Combo 1 — Lemon and rosemary chicken with green salad, coconut tzatziki and pickled celery
Lemon and rosemary seasoning
Lemon zest, lemon juice, finely chopped
fresh rosemary
Green salad
olive oil
walnuts
apple
salad greens
herbs
Coconut tzatziki
1 cup coconut yoghurt
¼ cup finely chopped cucumber
3 Tbsp lemon juice
1 Tbsp chopped dill
½ tsp sea salt
Pickled celery
chopped celery, to suit
pickle liquid (for a 1 litre jar: 500ml white vinegar
½ tsp each of mustard seeds, ½ cumin seeds and ½sea salt
Method
Combine salad ingredients.
Coconut tzatziki
Place tzatziki ingredients in a bowl and stir to make sauce.

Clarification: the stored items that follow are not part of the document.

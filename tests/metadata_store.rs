//! End-to-end tests for the metadata service
//!
//! These drive the service facade against an in-memory object store and a
//! SQLite mirror in a temporary directory, for both backend choices.

use bytes::Bytes;
use chrono::{Duration, Utc};
use std::collections::HashSet;
use std::sync::Arc;
use tempfile::TempDir;

use catalog_metadata_server::backend::{BackendKind, MetadataBackend};
use catalog_metadata_server::constants::{DEFAULT_DATASET, LATEST_BACKUP_KEY};
use catalog_metadata_server::db::RelationalMirror;
use catalog_metadata_server::document::{DocumentStore, DocumentStoreOptions};
use catalog_metadata_server::models::{
    Dataset, LatestBackupPointer, NewSession, NewUser, NewVideo, SiteConfigPatch, UserPatch,
    VideoDuration, VideoPatch,
};
use catalog_metadata_server::object_store::{MemoryObjectStore, ObjectStore};
use catalog_metadata_server::security::PasswordHasher;
use catalog_metadata_server::service::{
    MetadataService, ServiceOptions, SortOption, VideoQuery,
};
use catalog_metadata_server::AppError;

const BUCKET: &str = "media";

// =============================================================================
// Test Helpers
// =============================================================================

struct Harness {
    service: Arc<MetadataService>,
    objects: Arc<MemoryObjectStore>,
    dir: TempDir,
}

fn document_key() -> String {
    format!("metadata/{}.json", DEFAULT_DATASET)
}

/// Build and initialize a service over fresh storage
async fn harness_with(
    backend: BackendKind,
    configure: impl FnOnce(&mut ServiceOptions),
) -> Harness {
    let dir = TempDir::new().unwrap();
    let objects = Arc::new(MemoryObjectStore::new());

    let document = Arc::new(DocumentStore::new(
        objects.clone(),
        DocumentStoreOptions::new(BUCKET),
    ));
    let db_path = dir.path().join("mirror.db");
    let mirror = Arc::new(
        RelationalMirror::connect(db_path.to_str().unwrap())
            .await
            .unwrap(),
    );

    let mut options = ServiceOptions {
        backend,
        backup_path: dir.path().join("data").join("backup.json"),
        ..Default::default()
    };
    configure(&mut options);

    let service = MetadataService::new(objects.clone(), document, mirror, options);
    service.initialize().await.unwrap();

    Harness {
        service: Arc::new(service),
        objects,
        dir,
    }
}

async fn harness(backend: BackendKind) -> Harness {
    harness_with(backend, |_| {}).await
}

fn demo_video() -> NewVideo {
    let mut video = NewVideo::new("Demo", 9.99, VideoDuration::Seconds(125));
    video.description = "A short demo clip".to_string();
    video.video_file_id = "videos/demo.mp4".to_string();
    video.thumbnail_file_id = "thumbnails/demo.jpg".to_string();
    video
}

// =============================================================================
// Video Lifecycle
// =============================================================================

async fn run_video_lifecycle(backend: BackendKind) {
    let h = harness(backend).await;
    let service = &h.service;

    let created = service.create_video(demo_video()).await.unwrap();
    assert!(!created.id.is_empty());
    assert_eq!(created.duration, VideoDuration::Clock("02:05".to_string()));
    assert_eq!(created.views, 0);

    let fetched = service.get_video(&created.id).await.unwrap().unwrap();
    assert_eq!(fetched, created);

    for _ in 0..3 {
        assert!(service.increment_video_views(&created.id).await.unwrap());
    }
    let fetched = service.get_video(&created.id).await.unwrap().unwrap();
    assert_eq!(fetched.views, 3);

    assert!(service.delete_video(&created.id).await.unwrap());
    assert!(service.get_video(&created.id).await.unwrap().is_none());

    let deleted = h.objects.deleted_keys();
    assert_eq!(deleted.len(), 2);
    assert!(deleted.contains(&(BUCKET.to_string(), "videos/demo.mp4".to_string())));
    assert!(deleted.contains(&(BUCKET.to_string(), "thumbnails/demo.jpg".to_string())));

    // Deleting again is a no-op and touches no objects
    assert!(!service.delete_video(&created.id).await.unwrap());
    assert_eq!(h.objects.deleted_keys().len(), 2);
}

#[tokio::test]
async fn test_video_lifecycle_document_backend() {
    run_video_lifecycle(BackendKind::Document).await;
}

#[tokio::test]
async fn test_video_lifecycle_relational_backend() {
    run_video_lifecycle(BackendKind::Relational).await;
}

To make the pickled celery
Combine the vinegar, mustard seeds and cumin seeds in a large saucepan. Bring to the boil over medium-high heat.
Pack the chopped celery into clean glass jars, leaving a little space at the top for vinegar to completely immerse them.
Pour the hot liquid over the celery until the jar is full. Cool the jars to room temperature, then secure the lids and refrigerate.
Combo 2 — Spicy barbecue chicken with avocado and black bean salad
Spicy barbecue seasoning
smoked paprika, garlic powder, onion powder, chilli powder.
Avocado and black bean salad
avocado
mango
tomatoes
black beans
chilli
lime juice
Method
Combine the avocados, mangos, tomatoes, black beans and chilli and mix together.
Squeeze over the lime juice before serving.
Combo 3 — Maple sesame chicken with brown rice and pea and almond pesto
Maple sesame seasoning
1 Tbsp maple syrup, 2 Tbsp sesame seeds, 1 tsp garlic powder, 1 tsp ground ginger.
1 cup brown rice
1 litre (4 cups) of water or stock
Optional
a pinch of salt
chopped tomatoes
basil
Pea and almond pesto
1 cup fresh or defrosted frozen peas
1 cup almonds
2 garlic cloves
½ bunch fresh mint, leaves picked
1 bunch fresh basil, leaves picked
125ml (½ cup) extra virgin olive oil
salt and pepper to taste
Method
Put 1 cup of your choice of dry grains (brown rice, buckwheat, teff, freekeh, quinoa or kamut) in a saucepan and cover with water or stock. Add salt if desired. Bring to a boil, then reduce the heat to low, stirring occasionally until the liquid is almost all absorbed and the grain is tender.
Use a fine sieve for draining so that small grains don’t fall through the holes. Set aside to cool before transferring the cooked grains to an airtight container.
If you want to add some extra flavours and texture, try adding chopped tomatoes and basil to your rice mix.
Pea and almond pesto
Blend or stir all the ingredients together. This will store in an airtight container in the fridge for up to 1 week. I use clean recycled glass jars, so I can shake them easily.
Smoky chocolate cereal bars
I love a muesli bar as much as the next person, but the ones on supermarket shelves often have a number of suspicious ingredients. Try making a batch of these cereal bars instead. Use plain almonds and salt if you prefer them without the smoky flavour.
Portions 14
Hands-on prep 15 minutes
2 Tbsp coconut oil
200g (1 cup) pitted prunes, finely
chopped
180g (⅔ cup) natural peanut or
almond butter
1 Tbsp honey or maple syrup
160g (1 cup) smoked almonds,
coarsely chopped
30g (1 cup) puffed brown rice
30g (¼ cup) cacao nibs
40g (¼ cup) pepitas (pumpkin seeds)
150g dark chocolate (85% cacao), melted
1 tsp smoked sea salt
Method
Put the coconut oil and prunes in a large wide-based saucepan over low to medium heat and mash with a fork.
Stir in the nut butter and honey until well combined and gooey.
Remove from the heat and stir through almonds, puffed rice, cacao nibs and pepitas. Mix well.
Press the mixture in a layer about 1.5cm thick into the base of a silicone baking tin or a baking tin lined with baking paper.
Pour the melted chocolate over and sprinkle with sea salt.
Refrigerate until set (about an hour), then slice into bars.
This will refrigerate for up to 1 week and freeze for 3 weeks.